=== Section Start ===

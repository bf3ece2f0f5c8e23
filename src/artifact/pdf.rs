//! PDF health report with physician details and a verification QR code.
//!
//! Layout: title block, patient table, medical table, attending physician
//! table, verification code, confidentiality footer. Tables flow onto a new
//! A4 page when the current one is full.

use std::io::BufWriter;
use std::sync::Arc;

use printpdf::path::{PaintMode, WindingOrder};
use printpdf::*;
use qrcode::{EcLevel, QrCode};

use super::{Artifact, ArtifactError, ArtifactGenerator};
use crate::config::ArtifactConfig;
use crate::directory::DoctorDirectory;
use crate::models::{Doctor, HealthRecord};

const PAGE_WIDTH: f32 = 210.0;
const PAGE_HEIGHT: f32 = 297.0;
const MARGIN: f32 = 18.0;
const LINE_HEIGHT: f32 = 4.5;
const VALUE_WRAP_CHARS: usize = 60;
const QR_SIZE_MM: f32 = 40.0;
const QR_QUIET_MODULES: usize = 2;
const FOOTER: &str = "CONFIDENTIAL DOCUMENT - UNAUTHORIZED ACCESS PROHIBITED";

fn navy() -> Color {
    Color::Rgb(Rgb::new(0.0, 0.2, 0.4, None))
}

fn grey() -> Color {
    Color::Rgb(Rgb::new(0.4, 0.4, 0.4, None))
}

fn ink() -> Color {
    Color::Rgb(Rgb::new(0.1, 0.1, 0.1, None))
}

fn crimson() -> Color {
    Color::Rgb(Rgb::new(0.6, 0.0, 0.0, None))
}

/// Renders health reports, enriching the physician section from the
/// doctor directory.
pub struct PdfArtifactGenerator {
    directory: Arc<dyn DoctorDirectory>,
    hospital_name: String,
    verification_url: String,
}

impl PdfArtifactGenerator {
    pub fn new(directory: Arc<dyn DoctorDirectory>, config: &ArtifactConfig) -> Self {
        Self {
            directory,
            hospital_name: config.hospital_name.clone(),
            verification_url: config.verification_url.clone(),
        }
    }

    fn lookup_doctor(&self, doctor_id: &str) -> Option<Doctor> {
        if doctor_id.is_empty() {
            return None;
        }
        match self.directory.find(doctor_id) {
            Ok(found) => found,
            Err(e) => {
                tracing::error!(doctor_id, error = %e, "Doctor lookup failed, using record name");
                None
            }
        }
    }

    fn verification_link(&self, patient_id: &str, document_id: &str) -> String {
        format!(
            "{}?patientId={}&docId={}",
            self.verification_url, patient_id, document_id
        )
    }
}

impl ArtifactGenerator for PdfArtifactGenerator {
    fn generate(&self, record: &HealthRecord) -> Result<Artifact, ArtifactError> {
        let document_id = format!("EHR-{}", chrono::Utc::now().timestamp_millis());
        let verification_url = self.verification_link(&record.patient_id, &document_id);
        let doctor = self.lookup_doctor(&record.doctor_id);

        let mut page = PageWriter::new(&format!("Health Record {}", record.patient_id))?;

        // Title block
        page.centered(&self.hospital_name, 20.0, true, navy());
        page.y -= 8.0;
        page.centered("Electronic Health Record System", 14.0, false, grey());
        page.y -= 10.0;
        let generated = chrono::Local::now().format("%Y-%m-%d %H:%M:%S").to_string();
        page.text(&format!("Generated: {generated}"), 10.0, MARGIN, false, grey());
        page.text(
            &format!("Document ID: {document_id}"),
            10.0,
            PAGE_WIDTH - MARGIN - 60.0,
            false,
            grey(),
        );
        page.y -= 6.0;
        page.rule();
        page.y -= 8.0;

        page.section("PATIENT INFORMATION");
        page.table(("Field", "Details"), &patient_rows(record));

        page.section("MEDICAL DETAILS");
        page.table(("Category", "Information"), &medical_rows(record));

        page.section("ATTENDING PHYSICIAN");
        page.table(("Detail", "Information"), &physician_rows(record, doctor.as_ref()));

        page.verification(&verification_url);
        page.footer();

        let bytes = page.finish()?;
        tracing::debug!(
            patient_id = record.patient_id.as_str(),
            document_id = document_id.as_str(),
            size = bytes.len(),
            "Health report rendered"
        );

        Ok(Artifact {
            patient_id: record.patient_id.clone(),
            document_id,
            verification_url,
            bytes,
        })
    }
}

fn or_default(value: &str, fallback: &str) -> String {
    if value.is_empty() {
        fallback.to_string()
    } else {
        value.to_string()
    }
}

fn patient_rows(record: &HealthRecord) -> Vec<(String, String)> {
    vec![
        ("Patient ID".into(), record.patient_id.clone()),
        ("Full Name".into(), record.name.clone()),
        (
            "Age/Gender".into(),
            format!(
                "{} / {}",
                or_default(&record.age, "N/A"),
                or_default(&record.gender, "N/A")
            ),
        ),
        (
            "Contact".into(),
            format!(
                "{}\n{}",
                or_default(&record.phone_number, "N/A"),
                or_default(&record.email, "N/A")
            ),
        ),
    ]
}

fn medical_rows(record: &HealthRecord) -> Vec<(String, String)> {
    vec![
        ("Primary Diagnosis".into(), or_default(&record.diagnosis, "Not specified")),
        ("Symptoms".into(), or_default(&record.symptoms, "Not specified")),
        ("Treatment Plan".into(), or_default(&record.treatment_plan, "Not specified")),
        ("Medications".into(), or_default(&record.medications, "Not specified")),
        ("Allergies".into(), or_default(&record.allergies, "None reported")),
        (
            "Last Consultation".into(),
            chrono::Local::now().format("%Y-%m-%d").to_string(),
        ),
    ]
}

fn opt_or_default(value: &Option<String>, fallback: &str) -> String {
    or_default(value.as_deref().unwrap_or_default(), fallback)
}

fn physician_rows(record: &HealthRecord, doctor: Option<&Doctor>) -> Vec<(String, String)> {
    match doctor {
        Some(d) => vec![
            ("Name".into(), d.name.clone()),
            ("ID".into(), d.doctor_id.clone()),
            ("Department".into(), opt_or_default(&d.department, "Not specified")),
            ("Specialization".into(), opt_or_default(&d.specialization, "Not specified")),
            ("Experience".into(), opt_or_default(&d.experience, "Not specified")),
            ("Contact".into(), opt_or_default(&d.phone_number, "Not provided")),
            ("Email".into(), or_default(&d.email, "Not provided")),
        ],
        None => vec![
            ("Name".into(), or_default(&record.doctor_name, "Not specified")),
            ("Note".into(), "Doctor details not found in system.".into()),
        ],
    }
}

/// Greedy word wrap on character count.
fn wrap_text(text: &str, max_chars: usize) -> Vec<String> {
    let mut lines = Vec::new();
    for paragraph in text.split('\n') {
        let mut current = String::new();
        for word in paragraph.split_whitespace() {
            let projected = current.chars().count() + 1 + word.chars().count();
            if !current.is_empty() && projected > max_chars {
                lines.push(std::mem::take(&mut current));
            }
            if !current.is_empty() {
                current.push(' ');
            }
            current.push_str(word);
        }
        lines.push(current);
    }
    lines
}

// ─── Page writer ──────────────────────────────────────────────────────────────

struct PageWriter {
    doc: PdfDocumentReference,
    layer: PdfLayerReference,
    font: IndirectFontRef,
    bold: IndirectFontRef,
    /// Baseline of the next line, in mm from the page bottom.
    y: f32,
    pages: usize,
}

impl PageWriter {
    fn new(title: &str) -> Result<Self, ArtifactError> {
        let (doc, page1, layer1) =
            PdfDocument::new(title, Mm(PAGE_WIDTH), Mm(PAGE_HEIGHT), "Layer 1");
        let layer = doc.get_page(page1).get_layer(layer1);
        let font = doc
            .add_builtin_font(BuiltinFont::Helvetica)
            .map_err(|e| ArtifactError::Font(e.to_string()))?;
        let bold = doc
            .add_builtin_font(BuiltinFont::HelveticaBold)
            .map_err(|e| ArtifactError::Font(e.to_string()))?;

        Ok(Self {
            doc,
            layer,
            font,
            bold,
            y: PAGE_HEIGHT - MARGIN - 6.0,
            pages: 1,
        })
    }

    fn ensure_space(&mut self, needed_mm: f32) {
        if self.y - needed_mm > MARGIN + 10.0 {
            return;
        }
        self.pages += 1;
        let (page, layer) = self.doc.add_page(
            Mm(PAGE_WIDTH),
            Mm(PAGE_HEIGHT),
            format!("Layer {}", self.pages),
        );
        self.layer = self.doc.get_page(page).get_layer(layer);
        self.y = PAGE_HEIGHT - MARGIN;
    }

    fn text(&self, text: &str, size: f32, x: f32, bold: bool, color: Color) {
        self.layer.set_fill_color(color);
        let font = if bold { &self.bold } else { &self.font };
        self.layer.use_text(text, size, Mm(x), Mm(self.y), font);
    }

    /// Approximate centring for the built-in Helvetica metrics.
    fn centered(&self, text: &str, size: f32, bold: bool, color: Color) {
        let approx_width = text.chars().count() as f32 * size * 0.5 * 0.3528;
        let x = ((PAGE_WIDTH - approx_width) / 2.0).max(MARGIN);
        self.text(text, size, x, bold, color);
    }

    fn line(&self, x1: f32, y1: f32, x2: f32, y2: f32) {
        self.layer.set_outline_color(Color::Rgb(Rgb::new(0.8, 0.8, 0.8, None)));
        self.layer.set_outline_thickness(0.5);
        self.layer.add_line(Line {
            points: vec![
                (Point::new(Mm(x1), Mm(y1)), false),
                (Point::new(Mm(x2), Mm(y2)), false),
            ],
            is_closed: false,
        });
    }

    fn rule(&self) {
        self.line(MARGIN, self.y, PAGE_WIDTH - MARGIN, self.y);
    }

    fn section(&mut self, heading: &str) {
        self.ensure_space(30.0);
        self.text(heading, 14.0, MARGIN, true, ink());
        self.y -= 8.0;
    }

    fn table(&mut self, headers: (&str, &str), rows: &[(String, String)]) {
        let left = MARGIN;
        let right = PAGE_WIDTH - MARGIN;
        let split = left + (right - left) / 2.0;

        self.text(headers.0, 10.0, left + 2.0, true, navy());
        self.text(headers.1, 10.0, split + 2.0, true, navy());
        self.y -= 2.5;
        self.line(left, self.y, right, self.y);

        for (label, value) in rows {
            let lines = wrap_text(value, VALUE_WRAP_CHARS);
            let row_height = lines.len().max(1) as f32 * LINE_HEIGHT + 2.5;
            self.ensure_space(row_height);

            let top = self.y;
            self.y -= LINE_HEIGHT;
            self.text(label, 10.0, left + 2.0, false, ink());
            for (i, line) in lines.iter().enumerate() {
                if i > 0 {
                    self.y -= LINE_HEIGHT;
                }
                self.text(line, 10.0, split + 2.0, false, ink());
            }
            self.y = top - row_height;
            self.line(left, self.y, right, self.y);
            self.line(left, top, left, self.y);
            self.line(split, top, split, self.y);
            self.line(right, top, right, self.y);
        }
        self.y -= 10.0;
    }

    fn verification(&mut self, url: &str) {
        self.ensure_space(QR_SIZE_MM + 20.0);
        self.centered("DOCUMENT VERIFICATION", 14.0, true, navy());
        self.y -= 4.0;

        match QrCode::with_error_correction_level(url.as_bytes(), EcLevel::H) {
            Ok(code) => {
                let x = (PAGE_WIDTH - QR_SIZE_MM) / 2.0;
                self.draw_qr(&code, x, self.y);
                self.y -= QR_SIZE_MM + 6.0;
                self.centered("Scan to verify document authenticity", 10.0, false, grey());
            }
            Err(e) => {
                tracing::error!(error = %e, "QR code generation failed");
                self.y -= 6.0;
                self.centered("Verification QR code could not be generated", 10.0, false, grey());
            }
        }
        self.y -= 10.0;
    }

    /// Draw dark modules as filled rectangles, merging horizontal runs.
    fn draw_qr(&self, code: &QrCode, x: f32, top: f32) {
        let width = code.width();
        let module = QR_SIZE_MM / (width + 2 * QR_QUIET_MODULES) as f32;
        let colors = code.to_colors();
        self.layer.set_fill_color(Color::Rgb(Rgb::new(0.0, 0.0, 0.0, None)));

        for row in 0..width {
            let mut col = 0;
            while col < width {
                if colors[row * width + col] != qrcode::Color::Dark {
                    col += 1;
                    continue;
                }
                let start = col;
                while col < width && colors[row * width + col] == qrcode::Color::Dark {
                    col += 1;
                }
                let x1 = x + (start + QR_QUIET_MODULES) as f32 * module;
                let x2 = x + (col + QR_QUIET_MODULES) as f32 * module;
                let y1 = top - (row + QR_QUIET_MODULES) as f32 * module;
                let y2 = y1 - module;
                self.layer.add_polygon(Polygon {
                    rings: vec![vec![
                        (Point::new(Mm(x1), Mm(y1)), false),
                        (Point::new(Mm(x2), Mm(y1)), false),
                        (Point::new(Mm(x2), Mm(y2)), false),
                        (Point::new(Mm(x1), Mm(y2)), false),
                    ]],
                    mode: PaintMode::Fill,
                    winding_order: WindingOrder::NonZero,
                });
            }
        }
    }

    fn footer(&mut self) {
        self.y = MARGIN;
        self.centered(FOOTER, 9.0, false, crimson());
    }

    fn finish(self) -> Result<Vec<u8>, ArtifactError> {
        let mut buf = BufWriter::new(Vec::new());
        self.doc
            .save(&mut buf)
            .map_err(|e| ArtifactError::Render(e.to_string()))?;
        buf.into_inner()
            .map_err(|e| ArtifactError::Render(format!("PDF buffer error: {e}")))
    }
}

=== Section End ===

• ACTIVITY
Which lines of the records hold the string "HealthRecord"? Copy each one.

• ANSWER TO THE EXERCISE
use crate::models::{Doctor, HealthRecord};
    fn generate(&self, record: &HealthRecord) -> Result<Artifact, ArtifactError> {
fn patient_rows(record: &HealthRecord) -> Vec<(String, String)> {
fn medical_rows(record: &HealthRecord) -> Vec<(String, String)> {
fn physician_rows(record: &HealthRecord, doctor: Option<&Doctor>) -> Vec<(String, String)> {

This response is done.